Ja das MRT wurde unter Kortison gemacht; laut Radiologe ist KM noch aussagekräftig wenn Kortison noch nicht länger als 72 Stunden eingesetzt wurde. Danach wäre es dann definitiv nutzlos.

Antikörpertest auf Interferone möchte ich bei der Abklärung machen lassen, ich soll mich auch erstmal nur beraten und untersuchen lassen und für die Entscheidung des Therapiewechsels mit meinem Neurologen besprechen.

Die Neurologin im Krankenhaus hat natürlich auch bisschen Angst und Schrecken verbreitet, weil sich jedes Mal in der Wirbelsäule größere Herde mit KM-Aufnahme zeigen und gerade Wirbelsäule schnell bemerkbar ist, klar ein Herd im Schädel kann auch fatal sein an der falschen Stelle.

Zu deinem PS: Es war so, dass ich diesen Montag bei meinem Neurologen war wegen Augenschmerzen, VEP o.B. und er hat gesagt, wenn irgendwo Gefühlsstörungen dazu kommen solle ich wieder vorbeikommen.

Am gleichen Abend kribbeln in den Füßen, hat sich bis Mittwoch bis zu den Knien ausgebreitet.
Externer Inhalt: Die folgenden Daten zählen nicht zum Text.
//! HTTP adapter seam between the container and the web engine.

mod axum_adapter;
mod shutdown;
mod state;

pub use axum_adapter::AxumAdapter;
pub use shutdown::shutdown_signal;
pub use state::AppState;

use crate::config::ServerOptions;
use crate::controller::{HttpMethod, RouteDefinition, RouterFragment};
use crate::di::Container;
use crate::error::Result;
use crate::routes::RoutesResolver;
use async_trait::async_trait;
use axum::Router;
use std::sync::Arc;

/// A transformation applied to the composed router, usually `router.layer(..)`.
pub type Middleware = Box<dyn FnOnce(Router<AppState>) -> Router<AppState> + Send>;

/// Routes mounted on the server, in mount order.
#[derive(Debug, Clone, Default, PartialEq, Eq)]
pub struct RouteTable {
    routes: Vec<RouteDefinition>,
}

impl RouteTable {
    pub fn new() -> Self {
        Self::default()
    }

    pub fn contains(&self, method: HttpMethod, path: &str) -> bool {
        self.find(method, path).is_some()
    }

    pub fn find(&self, method: HttpMethod, path: &str) -> Option<&RouteDefinition> {
        self.routes
            .iter()
            .find(|route| route.method == method && route.path == path)
    }

    pub fn iter(&self) -> impl Iterator<Item = &RouteDefinition> {
        self.routes.iter()
    }

    pub fn len(&self) -> usize {
        self.routes.len()
    }

    pub fn is_empty(&self) -> bool {
        self.routes.is_empty()
    }

    pub(crate) fn push(&mut self, route: RouteDefinition) {
        self.routes.push(route);
    }
}

/// High-level interface for an HTTP framework adapter.
///
/// The factory calls these to create the application, mount every
/// controller's fragment, attach middlewares and finally serve.
#[async_trait]
pub trait HttpAdapter: Send + 'static {
    /// Create the application with opaque server options.
    fn create_app(&mut self, options: ServerOptions) -> Result<()>;

    fn options(&self) -> Option<&ServerOptions>;

    /// The routing table mounted so far.
    fn get_router(&self) -> &RouteTable;

    fn add_middleware(&mut self, middleware: Middleware);

    /// Merge one controller's fragment into the root router.
    fn add_fragment(&mut self, fragment: RouterFragment) -> Result<()>;

    /// Mount the controllers of every module registered in `container`.
    fn register_routes(&mut self, container: &Container) -> Result<usize>
    where
        Self: Sized,
    {
        RoutesResolver::new(container).register_routes(self)
    }

    /// Apply middlewares and bind the container state; the adapter is left empty.
    fn build_router(&mut self, container: Arc<Container>) -> Result<Router>;

    /// Serve until a shutdown signal arrives.
    async fn run(&mut self, container: Arc<Container>, host: &str, port: u16) -> Result<()>;
}
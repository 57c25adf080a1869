use crate::di::{Container, HasContainer};
use std::sync::Arc;

/// Router state shared by every mounted controller.
#[derive(Clone)]
pub struct AppState {
    container: Arc<Container>,
}

impl AppState {
    pub fn new(container: Arc<Container>) -> Self {
        Self { container }
    }
}

impl HasContainer for AppState {
    fn get_container(&self) -> &Container {
        &self.container
    }
}
//! MQTT Bridge Routes
//!
//! - GET /api/mqtt/* - WebSocket upgrade into a relay session
//!
//! Every text or binary frame the client sends names a topic to stream
//! (`unsubscribe:<topic>` releases one); broker messages on those topics
//! come back as frames.

use axum::{
    extract::{ws::WebSocketUpgrade, State},
    response::Response,
    routing::get,
    Router,
};
use std::sync::Arc;

use super::RouteHandler;
use crate::api::error::ApiResult;
use crate::api::state::AppState;
use crate::relay::RelayError;
use crate::transport::WebSocketTransport;

pub struct MqttRoutes;

impl RouteHandler for MqttRoutes {
    fn prefix(&self) -> &'static str {
        "/mqtt"
    }

    fn routes(&self) -> Router<Arc<AppState>> {
        Router::new()
            .route("/", get(mqtt_upgrade))
            .route("/*path", get(mqtt_upgrade))
    }
}

/// GET /api/mqtt/*
///
/// Refuses the upgrade with 503 when the session limit is reached;
/// otherwise hands the socket to the relay coordinator.
pub async fn mqtt_upgrade(
    ws: WebSocketUpgrade,
    State(state): State<Arc<AppState>>,
) -> ApiResult<Response> {
    if state.relay.registry().at_capacity().await {
        return Err(RelayError::TooManySessions(state.relay.registry().max_sessions()).into());
    }

    let relay = Arc::clone(&state.relay);
    Ok(ws.on_upgrade(move |socket| async move {
        match relay.handle_connection(WebSocketTransport::new(socket)).await {
            Ok(report) => {
                tracing::debug!(session_id = %report.session_id, "WebSocket bridge finished");
            }
            Err(e) => {
                tracing::warn!(error = %e, "WebSocket bridge could not start");
            }
        }
    }))
}
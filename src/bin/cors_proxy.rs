//! Dashbridge CORS Proxy
//!
//! Standalone reverse proxy that adds CORS headers to a single upstream,
//! for dashboards that talk to the time-series database directly.
//!
//! Run with: TARGET=http://localhost:8086 cargo run --bin dashbridge-proxy

use anyhow::Context;
use clap::Parser;
use dashbridge::api::shutdown_signal;
use dashbridge::config::LoggingConfig;
use dashbridge::proxy::{self, ProxyOptions, ReverseProxy};
use std::sync::Arc;

#[derive(Parser)]
#[command(name = "dashbridge-proxy")]
#[command(version = env!("CARGO_PKG_VERSION"))]
#[command(about = "CORS reverse proxy for a single upstream")]
struct Cli {
    /// Upstream base URL
    #[arg(long, env = "TARGET")]
    target: String,

    /// Host to bind to
    #[arg(long, default_value = "0.0.0.0")]
    host: String,

    /// Port to listen on
    #[arg(short, long, default_value_t = 9086)]
    port: u16,
}

#[tokio::main]
async fn main() -> anyhow::Result<()> {
    let cli = Cli::parse();

    dashbridge::logging::init(&LoggingConfig::default());

    let proxy = ReverseProxy::new(ProxyOptions {
        target: Some(cli.target.clone()),
        ..ProxyOptions::default()
    })
    .context("invalid target")?;

    let addr = format!("{}:{}", cli.host, cli.port);
    let listener = tokio::net::TcpListener::bind(&addr)
        .await
        .with_context(|| format!("binding {}", addr))?;

    tracing::info!(upstream = %cli.target, "CORS proxy listening on {}", addr);

    axum::serve(listener, proxy::router(Arc::new(proxy)))
        .with_graceful_shutdown(shutdown_signal())
        .await
        .context("server error")?;

    Ok(())
}
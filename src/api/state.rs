//! Application State
//!
//! Shared state accessible by all API handlers.
//! Wrapped in Arc for thread-safe sharing across async tasks.

use std::sync::Arc;
use std::time::Instant;
use tokio_util::sync::CancellationToken;

use crate::auth::AuthGate;
use crate::broker::BrokerConnector;
use crate::config::Config;
use crate::proxy::{ProxyError, ProxyOptions, ReverseProxy};
use crate::relay::RelayCoordinator;

/// Shared application state for all handlers
#[derive(Clone)]
pub struct AppState {
    /// Configuration loaded at startup
    pub config: Arc<Config>,
    /// Relay coordinator for `/api/mqtt` sessions
    pub relay: Arc<RelayCoordinator>,
    /// Time-series database proxy for `/api/influxdb`
    pub influx: Arc<ReverseProxy>,
    /// Authentication gate for `/api`
    pub auth: Arc<AuthGate>,
    /// Server start time for uptime tracking
    pub start_time: Instant,
}

impl AppState {
    /// Build the state from a loaded configuration.
    ///
    /// Cancelling `shutdown` tears down every live relay session.
    pub fn new(
        config: Config,
        connector: Arc<dyn BrokerConnector>,
        shutdown: CancellationToken,
    ) -> Result<Self, ProxyError> {
        let relay = RelayCoordinator::new(config.relay.to_relay_config(), connector, shutdown);
        let influx = ReverseProxy::new(ProxyOptions::from(&config.influx))?;
        let auth = AuthGate::new(&config.auth);

        Ok(Self {
            config: Arc::new(config),
            relay: Arc::new(relay),
            influx: Arc::new(influx),
            auth: Arc::new(auth),
            start_time: Instant::now(),
        })
    }

    /// Get server uptime in seconds
    pub fn uptime_seconds(&self) -> u64 {
        self.start_time.elapsed().as_secs()
    }

    /// Get live relay session count
    pub async fn session_count(&self) -> usize {
        self.relay.registry().count().await
    }
}
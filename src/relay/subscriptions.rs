//! Per-session subscription bookkeeping

use chrono::{DateTime, Utc};
use std::collections::{HashMap, HashSet};

use crate::broker::SubscriptionId;

/// One topic registered with the broker on behalf of a session
#[derive(Debug, Clone)]
pub struct Subscription {
    pub topic: String,
    pub broker_id: SubscriptionId,
    pub created_at: DateTime<Utc>,
}

impl Subscription {
    pub fn new(topic: impl Into<String>, broker_id: SubscriptionId) -> Self {
        Self {
            topic: topic.into(),
            broker_id,
            created_at: Utc::now(),
        }
    }
}

/// Topic → live subscription, at most one entry per topic
#[derive(Debug, Default)]
pub struct SubscriptionTable {
    live: HashMap<String, Subscription>,
    /// Every topic that was ever live during the session
    seen: HashSet<String>,
}

impl SubscriptionTable {
    pub fn new() -> Self {
        Self::default()
    }

    pub fn contains(&self, topic: &str) -> bool {
        self.live.contains_key(topic)
    }

    /// Record a new live subscription. Returns false, leaving the table
    /// untouched, when the topic is already live.
    pub fn insert(&mut self, subscription: Subscription) -> bool {
        if self.live.contains_key(&subscription.topic) {
            return false;
        }
        self.seen.insert(subscription.topic.clone());
        self.live.insert(subscription.topic.clone(), subscription);
        true
    }

    pub fn remove(&mut self, topic: &str) -> Option<Subscription> {
        self.live.remove(topic)
    }

    /// Take every live subscription, leaving the table empty.
    pub fn drain(&mut self) -> Vec<Subscription> {
        self.live.drain().map(|(_, sub)| sub).collect()
    }

    pub fn len(&self) -> usize {
        self.live.len()
    }

    pub fn is_empty(&self) -> bool {
        self.live.is_empty()
    }

    /// Live topics, sorted
    pub fn topics(&self) -> Vec<String> {
        let mut topics: Vec<String> = self.live.keys().cloned().collect();
        topics.sort();
        topics
    }

    /// Number of distinct topics ever subscribed
    pub fn distinct_seen(&self) -> usize {
        self.seen.len()
    }
}

#[cfg(test)]
mod tests {
    use super::*;

    #[test]
    fn test_insert_is_idempotent_per_topic() {
        let mut table = SubscriptionTable::new();

        assert!(table.insert(Subscription::new("sensors/temp", SubscriptionId(1))));
        assert!(!table.insert(Subscription::new("sensors/temp", SubscriptionId(2))));
        assert_eq!(table.len(), 1);
        assert_eq!(table.live["sensors/temp"].broker_id, SubscriptionId(1));
    }

    #[test]
    fn test_multiple_topics_are_kept() {
        let mut table = SubscriptionTable::new();
        table.insert(Subscription::new("sensors/temp", SubscriptionId(1)));
        table.insert(Subscription::new("power/grid", SubscriptionId(2)));

        assert_eq!(table.topics(), vec!["power/grid", "sensors/temp"]);
    }

    #[test]
    fn test_remove_and_resubscribe_tracks_distinct_topics() {
        let mut table = SubscriptionTable::new();
        table.insert(Subscription::new("sensors/temp", SubscriptionId(1)));

        assert!(table.remove("sensors/temp").is_some());
        assert!(table.remove("sensors/temp").is_none());
        assert!(table.is_empty());

        table.insert(Subscription::new("sensors/temp", SubscriptionId(3)));
        assert_eq!(table.distinct_seen(), 1);
    }

    #[test]
    fn test_drain_empties_table() {
        let mut table = SubscriptionTable::new();
        table.insert(Subscription::new("a", SubscriptionId(1)));
        table.insert(Subscription::new("b", SubscriptionId(2)));

        let drained = table.drain();
        assert_eq!(drained.len(), 2);
        assert!(table.is_empty());
        assert!(table.drain().is_empty());
    }
}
Habe dort angerufen und Neurologe meinte angeblich zur MFA bis Freitag oder Montag weiterbeobachten. Da es sich aber schnell ausbreitet wollte ich das nicht riskieren. Und mein Hausarzt ist im Urlaub, Vertretung weiter weg.

Deswegen habe ich beschlossen direkt ins Krankenhaus zu gehen, und die haben mich gleich da behalten. Ambulante Infusionen für das Wochenende wurden zum Beispiel auch abgelehnt, bei 1g verstehe ich das auch nicht, Arztpraxen machen das ja auch und ich hab sogar alle Medis und Blutzuckermessgerät zu Hause.

Copaxone ist ja täglich subkutan zu spritzen oder? Ist das sinnvoll wenn ich schon bei Betaferon öfter rote/blaue Flecken bekomme, also nicht dass ich mit Copaxone noch mehr Probleme dabei bekomme. Trotz kühlen und sonstiger Tipps.

Grüße
Walter :slight_smile:

Hi Walter91,

das habe ich vom Radiologen noch nie gehört.

Bei mir haben die sogar bei einem MRT das kurz nach Kortison gemacht wurde auf das Kontrastmittel verzichtet, weil das Kortison die Ergebnisse eh verfälscht.

Das MRT wurde wegen einem Schub gemacht um eine PML auszuschließen…

Das Neurologen gerne Angst und Panik verbreiten, dabei vor allem die in den Kliniken ist schon lange bekannt.
Ich kenne nur wenige gute MS Ambulanzen die das ganze auch mal etwas ruhiger angehen lassen und nicht gleich die Atombomben einsetzen.

Hier ist das ganze auch gut beschrieben:
http://tims-trier.de/wp-content/uploads/2016/11/ZIMS3_Hit_hard_an_early.pdf

Kortison kann man sich mit Überweisung vom Neurologen auch in der Notfallsprechstunde geben lassen.
Dabei muss man das Kortison, NaCl und die Infusionsausrüstung als mitbringen. Hängt aber da auch immer etwas vom Arzt ab.

Ansonsten habe ich das auch schonmal als Tablette genommen, geht im Notfall auch.

Copaxone gibt es als täglich und 3x Woche.

Was die Hautverträglichkeit angeht, musst du das halt testen.